Santana may not ring a bell, but between the 1960s and 1990s, it was a Spanish tuner specializing in off-road vehicles. Before going bankrupt in the 2000s, Santana acquired technical bases from Land Rover and then Suzuki to create models adapted to the Iberian market, but also exported to Latin America, North Africa, and the Middle East. Since a last partnership with Iveco in 2006, the brand had fallen silent. After 14 years of inactivity, it will return in 2025.
If Santana returns, so will its Spanish production, since we already know that its future model, which it has just announced, will be assembled in Andalusia. To relaunch the project, the brand was able to count on capital from a joint venture launched between Nissan in Japan and Dongfeng in China. It's clear that the model in question will be a pickup, especially since it will be a rebadged Nissan Frontier Pro. Designed for China, the model was recently presented at the Shanghai Motor Show and comes in the form of a plug-in hybrid.

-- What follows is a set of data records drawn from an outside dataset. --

//! Option widgets rendered from the configuration.
//!
//! Widgets hold no selection of their own: clicks go to the binder and the
//! `active` marker follows the bus.

use crate::app::WebBinder;
use crate::dom::{self, Listeners};
use crate::format;
use configurator_core::{ConfiguratorEvent, EventBus, SelectionState, SubscriptionId};
use std::rc::Rc;
use wasm_bindgen::closure::Closure;
use wasm_bindgen::JsCast;
use wasm_bindgen_futures::spawn_local;
use web_sys as web;

pub const COLOR_CONTAINER: &str = "color-options";
pub const STRAP_CONTAINER: &str = "strap-options";
pub const ENVIRONMENT_CONTAINER: &str = "environment-options";
pub const PROGRESS_LABEL: &str = "preload-status";
pub const ERROR_TOAST: &str = "error-toast";
const ACTIVE: &str = "active";
const TOAST_MS: i32 = 4000;

#[derive(Clone, Copy, Debug, PartialEq, Eq)]
enum Axis {
    Color,
    Strap,
    Environment,
}

struct Group {
    container: Option<web::Element>,
    options: Vec<(String, web::Element)>,
}

impl Group {
    fn mark_active(&self, id: &str) {
        for (option_id, el) in &self.options {
            dom::set_class(el, ACTIVE, option_id == id);
        }
    }
}

pub struct Widgets {
    colors: Rc<Group>,
    straps: Rc<Group>,
    environments: Rc<Group>,
    bus: EventBus,
    subscription: Option<SubscriptionId>,
}

struct OptionDesc<'a> {
    id: &'a str,
    label: &'a str,
    swatch: Option<String>,
}

fn build_group(
    document: &web::Document,
    container_id: &str,
    axis: Axis,
    descs: Vec<OptionDesc<'_>>,
    binder: &Rc<WebBinder>,
    listeners: &mut Listeners,
) -> Group {
    let Some(container) = document.get_element_by_id(container_id) else {
        log::warn!("[ui] missing #{}; {:?} options not rendered", container_id, axis);
        return Group {
            container: None,
            options: Vec::new(),
        };
    };
    container.set_inner_html("");

    let mut options = Vec::with_capacity(descs.len());
    for opt in descs {
        let Ok(button) = document.create_element("button") else {
            continue;
        };
        let _ = button.set_attribute("type", "button");
        let _ = button.set_attribute("data-id", opt.id);
        let _ = button.set_attribute("title", opt.label);
        button.set_text_content(Some(opt.label));
        if let (Some(swatch), Some(html)) = (&opt.swatch, button.dyn_ref::<web::HtmlElement>()) {
            let _ = html.style().set_property("background", swatch);
        }
        let _ = container.append_child(&button);

        let id = opt.id.to_string();
        let binder = binder.clone();
        listeners.listen(&button, "click", move |_| {
            let binder = binder.clone();
            let id = id.clone();
            match axis {
                Axis::Color => spawn_local(async move { binder.change_color(&id).await }),
                Axis::Strap => spawn_local(async move { binder.change_strap(&id).await }),
                Axis::Environment => binder.change_environment(&id),
            }
        });
        options.push((opt.id.to_string(), button));
    }

    Group {
        container: Some(container),
        options,
    }
}

fn image_swatch(path: &str) -> String {
    format!("center / cover no-repeat url(\"{path}\")")
}

impl Widgets {
    pub fn build(
        document: &web::Document,
        binder: &Rc<WebBinder>,
        listeners: &mut Listeners,
    ) -> Self {
        let config = binder.config();
        let colors = build_group(
            document,
            COLOR_CONTAINER,
            Axis::Color,
            config
                .colors
                .iter()
                .map(|c| OptionDesc {
                    id: &c.id,
                    label: &c.name,
                    swatch: Some(image_swatch(&c.preview)),
                })
                .collect(),
            binder,
            listeners,
        );
        let straps = build_group(
            document,
            STRAP_CONTAINER,
            Axis::Strap,
            config
                .straps
                .iter()
                .map(|s| OptionDesc {
                    id: &s.id,
                    label: &s.name,
                    swatch: s.preview.as_deref().map(image_swatch),
                })
                .collect(),
            binder,
            listeners,
        );
        let environments = build_group(
            document,
            ENVIRONMENT_CONTAINER,
            Axis::Environment,
            config
                .environments
                .iter()
                .map(|e| OptionDesc {
                    id: &e.id,
                    label: &e.name,
                    swatch: Some(e.gradient.clone()),
                })
                .collect(),
            binder,
            listeners,
        );

        let mut widgets = Self {
            colors: Rc::new(colors),
            straps: Rc::new(straps),
            environments: Rc::new(environments),
            bus: binder.context().bus.clone(),
            subscription: None,
        };
        widgets.show_selection(&binder.state());
        widgets.subscribe(document);
        widgets
    }

    fn show_selection(&self, state: &SelectionState) {
        self.colors.mark_active(&state.color);
        self.straps.mark_active(&state.strap);
        self.environments.mark_active(&state.environment);
    }

    fn subscribe(&mut self, document: &web::Document) {
        let colors = self.colors.clone();
        let straps = self.straps.clone();
        let environments = self.environments.clone();
        let progress = document.get_element_by_id(PROGRESS_LABEL);
        let toast = document.get_element_by_id(ERROR_TOAST);

        let id = self.bus.subscribe(move |event| match event {
            ConfiguratorEvent::ColorChanged(id) => colors.mark_active(id),
            ConfiguratorEvent::StrapChanged(id) => straps.mark_active(id),
            ConfiguratorEvent::EnvironmentChanged(id) => environments.mark_active(id),
            ConfiguratorEvent::Reset(state) => {
                colors.mark_active(&state.color);
                straps.mark_active(&state.strap);
                environments.mark_active(&state.environment);
            }
            ConfiguratorEvent::TexturePreloadProgress {
                loaded,
                total,
                percentage,
            } => {
                if let Some(el) = &progress {
                    el.set_text_content(Some(&format::progress_label(*loaded, *total, *percentage)));
                    dom::show(el, true);
                }
            }
            ConfiguratorEvent::TexturePreloadComplete { total, .. } => {
                // Failed colours load on demand later; the queue is done.
                if let Some(el) = &progress {
                    el.set_text_content(Some(&format::progress_label(*total, *total, 100)));
                }
            }
            ConfiguratorEvent::Error(info) => {
                if let Some(el) = &toast {
                    show_toast(el, &format::error_toast_text(&info.message, info.details.as_deref()));
                }
            }
            _ => {}
        });
        self.subscription = Some(id);
    }

    /// Unsubscribe and empty the option containers.
    pub fn teardown(&mut self) {
        if let Some(id) = self.subscription.take() {
            self.bus.unsubscribe(id);
        }
        for group in [&self.colors, &self.straps, &self.environments] {
            if let Some(container) = &group.container {
                container.set_inner_html("");
            }
        }
    }
}

fn show_toast(el: &web::Element, text: &str) {
    el.set_text_content(Some(text));
    dom::show(el, true);
    let el = el.clone();
    let hide = Closure::once_into_js(move || dom::show(&el, false));
    if let Some(w) = web::window() {
        let _ = w.set_timeout_with_callback_and_timeout_and_integer(hide.unchecked_ref(), TOAST_MS);
    }
}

To launch in Europe, it will still be necessary to revise the car's copy, since the Old Continent is no longer at all flexible on the question of plug-in hybrids, especially the heavier and theoretically more polluting ones. With 408 hp (4 cylinders 1.5 liters) in China, the Nissan Frontier Pro will not inherit the future Santana model's entire technical specifications. It should still aim for a 100 kilometers of autonomy in all-electric mode.
In Spain, Santana will not be the first brand to relaunch, and even less so with Chinese funds. Earlier, the former truck manufacturer Ebro made its big comeback, supported by the Chinese brand Chery. The brand uses a former Nissan factory near Barcelona to produce rebadged copies of Chery's Tiggo SUV (a competitor, or copy, of the Toyota RAV-4). At Kia, they took advantage of Spain's central position in Europe (and in particular the Barcelona region) for the automobile industry to present a whole range of new models, from an electric city car for less than 25,000 euros to an electric van.